Ein Beitrag von Kornelia Kirchweger
Man solle vor allem ältere Häftlinge oder Kranke und Straftäter mit geringem Rückfallrisiko freilassen. Auch politische Gefangene oder Menschen, die wegen abweichender Ansichten im Gefängnis sind. Denn das Virus schlage schon in Gefängnissen und Empfangszentren für Migranten zu, warnte die UNO-Menschenrechts-Chefin Michelle Bachelet am Mittwoch.
Umsetzung schon im Iran und Deutschland
Mehrere Länder haben das schon getan, merkte sie lobend an. So wurden erst kürzlich im deutschen Nordrhein-Westfalen 1000 Häftlinge freigelassen (Wochenblick berichtete). Im Iran wurden gar 85.000 Gefangene temporär entlassen. In Großbritannien werden ähnliche Maßnahmen gerade diskutiert.

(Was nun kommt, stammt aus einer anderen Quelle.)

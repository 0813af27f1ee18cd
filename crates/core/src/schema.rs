//! Schema utilities — describing structured shapes to the model and
//! validating what comes back.
//!
//! The schema of an action's arguments or an output's payload is declared
//! as a plain Rust type deriving [`schemars::JsonSchema`] (and `serde`
//! traits). From that one declaration this module produces:
//!
//! - the JSON-Schema value embedded in capability descriptors, so the
//!   model learns the expected shape;
//! - the validating deserializer used by decode handlers, so malformed
//!   model output becomes a typed [`DecodeError`] instead of an uncaught
//!   parse failure.

use schemars::JsonSchema;
use serde::de::DeserializeOwned;
use serde_json::error::Category;

use crate::error::DecodeError;

/// Generate the JSON-Schema value for a typed shape.
pub fn schema_value<T: JsonSchema>() -> serde_json::Value {
    let schema = schemars::r#gen::SchemaGenerator::default().into_root_schema_for::<T>();
    // A RootSchema is plain data; converting it to a Value cannot fail.
    serde_json::to_value(schema).expect("schema is always representable as JSON")
}

/// Canonical compact serialization of a schema value.
///
/// Object keys serialize in sorted order, so the same schema yields the
/// same string on every call — repeated prompt construction stays
/// reproducible and cache-friendly.
pub fn schema_descriptor(schema: &serde_json::Value) -> String {
    schema.to_string()
}

/// Parse tag content into its declared shape, attributing failures to the
/// tag occurrence.
///
/// Distinguishes content that is not JSON at all (`Malformed`) from JSON
/// that does not match the declared shape (`Validation`).
pub fn from_tagged_json<T: DeserializeOwned>(tag: &str, content: &str) -> Result<T, DecodeError> {
    serde_json::from_str(content.trim()).map_err(|err| match err.classify() {
        Category::Data => DecodeError::Validation {
            tag: tag.to_string(),
            detail: err.to_string(),
        },
        _ => DecodeError::Malformed {
            tag: tag.to_string(),
            detail: err.to_string(),
        },
    })
}
//! The research prompts and their paired response parsers.
//!
//! Each prompt is a compiled template whose projection encodes domain
//! state into tagged text; each parser decodes the model's reply into a
//! typed accumulator. The two are authored together so the output format
//! the prompt demands is exactly the format the parser recognizes.

use reverie_core::error::Result;
use reverie_core::schema::{schema_descriptor, schema_value};
use reverie_protocol::parse::{json_handler, text_handler, TagParser};
use reverie_protocol::prompt::{create_prompt, CompiledPrompt, PromptVars};
use reverie_protocol::xml::{format_node, Node};

use crate::model::{Research, SearchAnalysis, SearchResult};

const SEARCH_RESULTS_TEMPLATE: &str = "\
Given the following results from a SERP search for the query, generate a list of learnings from the results.
Return a maximum of 5 learnings, but feel free to return less if the results are clear.
Make sure each learning is unique and not similar to each other.
The learnings should be concise and to the point, as detailed and information dense as possible.
Make sure to include any entities like people, places, companies, products, things, etc in the learnings, as well as any exact metrics, numbers, or dates.
The learnings will be used to research the topic further.
Given the following query and results from the research, create some follow up queries to clarify the research direction.
Return a maximum of 2 queries, but feel free to return less if the original query is clearer.

{{research}}

<query>{{query}}</query>

<goal>{{goal}}</goal>

<results>
{{results}}
</results>

Here is the json schema:
{{schema}}

Here's how you structure your output:
<json>
[JSON DATA]
</json>
";

const FINAL_REPORT_TEMPLATE: &str = "\
Given the following research, write a final report on the topic using the learnings from research.
Make it as detailed as possible, aim for 3 or more pages, include ALL the learnings from research.

Here is all the data from research:
{{research}}

Return your report in markdown format. Always send the full report, do not cut it off.
";

/// Render a research bundle as a `<research>` block.
pub fn encode_research(research: &Research) -> Result<String> {
    let node = Node::text("research", serde_json::to_string(research)?)
        .attr("id", research.id.clone());
    Ok(format_node(&node))
}

/// Typed input for the search-results prompt.
pub struct SearchResultsInput<'a> {
    pub goal: &'a str,
    pub query: &'a str,
    pub results: &'a [SearchResult],
    pub research: &'a Research,
}

/// The prompt that turns a page of search results into learnings and
/// follow-up queries.
pub fn search_results_prompt<'a>() -> CompiledPrompt<SearchResultsInput<'a>> {
    create_prompt(SEARCH_RESULTS_TEMPLATE, |input: &SearchResultsInput<'a>| {
        let results: Vec<String> = input
            .results
            .iter()
            .map(|r| {
                format_node(
                    &Node::text("result", r.content.clone()).attr("url", r.url.clone()),
                )
            })
            .collect();

        let mut vars = PromptVars::new();
        vars.insert("goal".into(), input.goal.to_string());
        vars.insert("query".into(), input.query.to_string());
        vars.insert("results".into(), results.join("\n"));
        vars.insert(
            "schema".into(),
            schema_descriptor(&schema_value::<SearchAnalysis>()),
        );
        vars.insert("research".into(), encode_research(input.research)?);
        Ok(vars)
    })
}

/// The prompt that writes the final report from accumulated research.
pub fn final_report_prompt() -> CompiledPrompt<Research> {
    create_prompt(FINAL_REPORT_TEMPLATE, |research: &Research| {
        let mut vars = PromptVars::new();
        vars.insert("research".into(), encode_research(research)?);
        Ok(vars)
    })
}

/// Accumulator for a search-results response: optional reasoning plus the
/// validated analysis, absent until its block closes cleanly.
#[derive(Debug, Default)]
pub struct SearchAnalysisState {
    pub think: Option<String>,
    pub output: Option<SearchAnalysis>,
}

/// The parser paired with [`search_results_prompt`]: captures the model's
/// `think` block and schema-validates its `json` block.
pub fn search_results_parser() -> Result<TagParser<SearchAnalysisState>> {
    let parser = TagParser::builder(["think", "json"])
        .handle(
            "think",
            text_handler(|state: &mut SearchAnalysisState, content| {
                state.think = Some(content);
            }),
        )?
        .handle(
            "json",
            json_handler(|state: &mut SearchAnalysisState, value| {
                state.output = Some(value);
            }),
        )?
        .build()?;
    Ok(parser)
}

In vielen Ländern seien die Haftanstalten überfüllt, in einigen Fällen in gefährlichem Ausmaß, was körperlichen Abstand und Selbstisolation unmöglich machen, gab Bachelet zu bedenken. Sie erinnerte zugleich an die geltenden UNO-Standard-Mindestvorschriften für die Behandlung von Gefangenen, in denen Maßnahmen zum Schutz Inhaftierter festgeschrieben sind.
Nicht zu streng sein
So müssen Besuchseinschränkungen in geschlossenen Einrichtungen transparent eingeführt und klar kommuniziert werden. Man solle Videokonferenzen, die mehr Telefonanrufe mit Familienmitgliedern ermöglichen und E-Mails zulassen. Es sei zwar wichtig, die vorgeschriebene, körperliche Distanz durchzusetzen. Sie sei aber besorgt, weil einige Länder bei Verstoß dagegen mit Gefängnisstrafen drohen. Dies könne die ernste Situation in Gefängnissen verschärfen und die Ausbreitung der Krankheit kaum stoppen. Inhaftierung sollte als letztes Mittel zur Anwendung kommen.

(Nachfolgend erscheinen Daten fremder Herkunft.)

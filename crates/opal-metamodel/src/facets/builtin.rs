//! Stock Facet Factories
//!
//! The factories wired by the default programming model. Class-level
//! factories run before member discovery, so the support methods they
//! consume (title, icon name, memento) never surface as actions.

use std::sync::Arc;

use opal_core::i18n::TranslationService;
use opal_core::ident::{natural_name, Identifier};
use opal_core::reflect::cache::ClassCache;
use opal_core::reflect::decl::{MethodModel, TypeKey};

use crate::config::IntrospectionConfig;
use crate::facets::accessor::{CollectionAccessorFacet, PropertyAccessorFacet};
use crate::facets::entity::EntityFacet;
use crate::facets::factory::{
    FacetFactory, ProcessClassContext, ProcessMemberContext, ProcessParameterContext,
};
use crate::facets::icon::IconFacet;
use crate::facets::invocation::ActionInvocationFacet;
use crate::facets::support::{
    ActionParameterChoicesFacet, ActionParameterDefaultsFacet, ActionParameterValidationFacet,
    ActionValidationFacet, DisabledFacetViaMethod, HiddenFacetViaMethod, PropertyValidationFacet,
};
use crate::facets::title::TitleFacet;
use crate::facets::value::{ValueFacet, ValueSemantics, ValueSemanticsRegistry};
use crate::facets::viewmodel::ViewModelFacet;
use crate::facets::TranslationBinding;
use crate::object::bookmark::BookmarkResolver;

use opal_core::annot::AnnotationKind;

const SUPPORT_ATTRIBUTE: &str = "member-support";

fn capitalize(name: &str) -> String {
    let mut chars = name.chars();
    match chars.next() {
        Some(first) => first.to_uppercase().chain(chars).collect(),
        None => String::new(),
    }
}

fn class_fallback_title(type_key: &TypeKey) -> String {
    natural_name(type_key.simple_name())
}

/// Installs defaults later factories may replace.
#[derive(Debug, Default)]
pub struct FallbackFacetFactory;

impl FacetFactory for FallbackFacetFactory {
    fn name(&self) -> &'static str {
        "fallback"
    }

    fn process_class(&self, ctx: &mut ProcessClassContext<'_>) {
        let fallback = class_fallback_title(ctx.class_model.type_key());
        ctx.facets.add_facet(TitleFacet::fallback(fallback));
    }
}

/// Attaches [`ValueFacet`] to types marked as values.
#[derive(Debug)]
pub struct ValueFacetFactory {
    semantics: Arc<ValueSemanticsRegistry>,
}

impl ValueFacetFactory {
    /// Create over the bootstrap semantics registry
    pub fn new(semantics: Arc<ValueSemanticsRegistry>) -> Self {
        Self { semantics }
    }
}

impl FacetFactory for ValueFacetFactory {
    fn name(&self) -> &'static str {
        "value"
    }

    fn process_class(&self, ctx: &mut ProcessClassContext<'_>) {
        if ctx
            .class_model
            .annotations()
            .is_present(AnnotationKind::Value)
        {
            let semantics = self
                .semantics
                .lookup(ctx.class_model.type_key())
                .unwrap_or_else(ValueSemantics::identity);
            ctx.facets.add_facet(ValueFacet::new(semantics));
        }
    }
}

/// Attaches [`EntityFacet`] to types marked as entities.
pub struct EntityFacetFactory {
    resolver: Arc<dyn BookmarkResolver>,
}

impl EntityFacetFactory {
    /// Create over the persistence seam
    pub fn new(resolver: Arc<dyn BookmarkResolver>) -> Self {
        Self { resolver }
    }
}

impl FacetFactory for EntityFacetFactory {
    fn name(&self) -> &'static str {
        "entity"
    }

    fn process_class(&self, ctx: &mut ProcessClassContext<'_>) {
        if ctx
            .class_model
            .annotations()
            .is_present(AnnotationKind::Entity)
        {
            ctx.facets.add_facet(EntityFacet::new(self.resolver.clone()));
        }
    }
}

/// Attaches [`ViewModelFacet`] to types marked as view-models, backed by a
/// declared `memento()` support method when present.
#[derive(Debug, Default)]
pub struct ViewModelFacetFactory;

impl FacetFactory for ViewModelFacetFactory {
    fn name(&self) -> &'static str {
        "view-model"
    }

    fn process_class(&self, ctx: &mut ProcessClassContext<'_>) {
        if !ctx
            .class_model
            .annotations()
            .is_present(AnnotationKind::ViewModel)
        {
            return;
        }
        let type_key = ctx.class_model.type_key().clone();
        match ctx
            .cache
            .lookup_public_or_declared_method(&type_key, "memento", &[])
        {
            Some(method) => {
                ctx.remover.remove(&method);
                ctx.facets.add_facet(ViewModelFacet::via_memento_method(method));
            }
            None => {
                ctx.facets.add_facet(ViewModelFacet::stateless());
            }
        }
    }
}

/// Replaces the fallback title with a method-backed one: a declared
/// `title()` support method wins over an overriding `toString`.
pub struct TitleFacetViaMethodFactory {
    translation: Arc<dyn TranslationService>,
}

impl TitleFacetViaMethodFactory {
    /// Create over the translation seam
    pub fn new(translation: Arc<dyn TranslationService>) -> Self {
        Self { translation }
    }
}

impl FacetFactory for TitleFacetViaMethodFactory {
    fn name(&self) -> &'static str {
        "title-via-method"
    }

    fn process_class(&self, ctx: &mut ProcessClassContext<'_>) {
        let type_key = ctx.class_model.type_key().clone();
        let fallback = class_fallback_title(&type_key);

        if let Some(method) = ctx
            .cache
            .lookup_public_or_declared_method(&type_key, "title", &[])
        {
            ctx.remover.remove(&method);
            let context = Identifier::class_identifier(type_key)
                .translation_context()
                .to_string();
            ctx.facets.add_facet(TitleFacet::via_method(
                method,
                TranslationBinding::new(self.translation.clone(), context),
                fallback,
            ));
            return;
        }

        if let Some(method) = ctx
            .cache
            .lookup_public_or_declared_method(&type_key, "toString", &[])
        {
            ctx.remover.remove(&method);
            ctx.facets
                .add_facet(TitleFacet::via_to_string(method, fallback));
        }
    }
}

/// Attaches [`IconFacet`] when a declared `iconName()` support method
/// exists.
#[derive(Debug, Default)]
pub struct IconFacetViaMethodFactory;

impl FacetFactory for IconFacetViaMethodFactory {
    fn name(&self) -> &'static str {
        "icon-via-method"
    }

    fn process_class(&self, ctx: &mut ProcessClassContext<'_>) {
        let type_key = ctx.class_model.type_key().clone();
        if let Some(method) = ctx
            .cache
            .lookup_public_or_declared_method(&type_key, "iconName", &[])
        {
            ctx.remover.remove(&method);
            ctx.facets.add_facet(IconFacet::via_method(method));
        }
    }
}

/// Attaches accessor and invocation facets to members.
#[derive(Debug, Default)]
pub struct AccessorFacetFactory;

impl FacetFactory for AccessorFacetFactory {
    fn name(&self) -> &'static str {
        "accessor"
    }

    fn process_property(&self, ctx: &mut ProcessMemberContext<'_>) {
        ctx.facets
            .add_facet(PropertyAccessorFacet::via_getter(ctx.method.clone()));
    }

    fn process_collection(&self, ctx: &mut ProcessMemberContext<'_>) {
        let element_type = ctx
            .method
            .collection_of()
            .cloned()
            .unwrap_or_else(TypeKey::object);
        ctx.facets.add_facet(CollectionAccessorFacet::via_getter(
            ctx.method.clone(),
            element_type,
        ));
    }

    fn process_action(&self, ctx: &mut ProcessMemberContext<'_>) {
        ctx.facets
            .add_facet(ActionInvocationFacet::via_method(ctx.method.clone()));
    }
}

/// Matches hide/disable/validate/default/choices support methods to
/// members, attaching the corresponding imperative facets and consuming
/// the methods.
pub struct MemberSupportFacetFactory {
    translation: Arc<dyn TranslationService>,
    config: IntrospectionConfig,
}

impl MemberSupportFacetFactory {
    /// Create over the translation seam and introspection configuration
    pub fn new(translation: Arc<dyn TranslationService>, config: IntrospectionConfig) -> Self {
        Self {
            translation,
            config,
        }
    }

    fn support_lookup(
        &self,
        cache: &ClassCache,
        type_key: &TypeKey,
        name: &str,
        param_count: usize,
    ) -> Option<MethodModel> {
        let config = &self.config;
        let candidates = cache.declared_methods_having(type_key, SUPPORT_ATTRIBUTE, |m| {
            config.is_support_method_name(m.name())
        });
        candidates
            .iter()
            .find(|m| m.name() == name && m.param_count() == param_count)
            .cloned()
    }

    fn binding(&self, identifier: &Identifier) -> TranslationBinding {
        TranslationBinding::new(self.translation.clone(), identifier.translation_context())
    }

    fn attach_hide_and_disable(&self, ctx: &mut ProcessMemberContext<'_>) {
        let type_key = ctx.class_model.type_key().clone();
        let capitalized = capitalize(ctx.member_name);

        if let Some(method) =
            self.support_lookup(ctx.cache, &type_key, &format!("hide{}", capitalized), 0)
        {
            ctx.remover.remove(&method);
            ctx.facets.add_facet(HiddenFacetViaMethod::new(method));
        }
        if let Some(method) =
            self.support_lookup(ctx.cache, &type_key, &format!("disable{}", capitalized), 0)
        {
            ctx.remover.remove(&method);
            ctx.facets.add_facet(DisabledFacetViaMethod::new(
                method,
                self.binding(ctx.identifier),
            ));
        }
    }
}

impl FacetFactory for MemberSupportFacetFactory {
    fn name(&self) -> &'static str {
        "member-support"
    }

    fn process_property(&self, ctx: &mut ProcessMemberContext<'_>) {
        self.attach_hide_and_disable(ctx);

        let type_key = ctx.class_model.type_key().clone();
        let capitalized = capitalize(ctx.member_name);
        if let Some(method) =
            self.support_lookup(ctx.cache, &type_key, &format!("validate{}", capitalized), 1)
        {
            ctx.remover.remove(&method);
            ctx.facets.add_facet(PropertyValidationFacet::new(
                method,
                self.binding(ctx.identifier),
            ));
        }
    }

    fn process_collection(&self, ctx: &mut ProcessMemberContext<'_>) {
        self.attach_hide_and_disable(ctx);
    }

    fn process_action(&self, ctx: &mut ProcessMemberContext<'_>) {
        self.attach_hide_and_disable(ctx);

        let type_key = ctx.class_model.type_key().clone();
        let capitalized = capitalize(ctx.member_name);
        if let Some(method) = self.support_lookup(
            ctx.cache,
            &type_key,
            &format!("validate{}", capitalized),
            ctx.method.param_count(),
        ) {
            ctx.remover.remove(&method);
            ctx.facets.add_facet(ActionValidationFacet::new(
                method,
                self.binding(ctx.identifier),
            ));
        }
    }

    fn process_action_parameter(&self, ctx: &mut ProcessParameterContext<'_>) {
        let type_key = ctx.class_model.type_key().clone();
        let capitalized = capitalize(ctx.action_name);
        let index = ctx.param_index;

        if let Some(method) = self.support_lookup(
            ctx.cache,
            &type_key,
            &format!("validate{}{}", index, capitalized),
            1,
        ) {
            ctx.remover.remove(&method);
            ctx.facets.add_facet(ActionParameterValidationFacet::new(
                method,
                index,
                self.binding(ctx.identifier),
            ));
        }
        if let Some(method) = self.support_lookup(
            ctx.cache,
            &type_key,
            &format!("default{}{}", index, capitalized),
            0,
        ) {
            ctx.remover.remove(&method);
            ctx.facets
                .add_facet(ActionParameterDefaultsFacet::new(method, index));
        }
        if let Some(method) = self.support_lookup(
            ctx.cache,
            &type_key,
            &format!("choices{}{}", index, capitalized),
            0,
        ) {
            ctx.remover.remove(&method);
            ctx.facets
                .add_facet(ActionParameterChoicesFacet::new(method, index));
        }
    }
}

Das UNO- Menschenrechtsbüro und die Weltgesundheitsorganisation (WHO) werden diese Woche ein vorläufiges Leitpapier herausgeben – COVID 19: Fokus auf Personen, denen die Freiheit entzogen ist. Es wird Maßnahmen für UNO-Organisationen, Regierungen, relevante Behörden nationale Menschenrechts-NGOs und die Zivilgesellschaft beinhalten.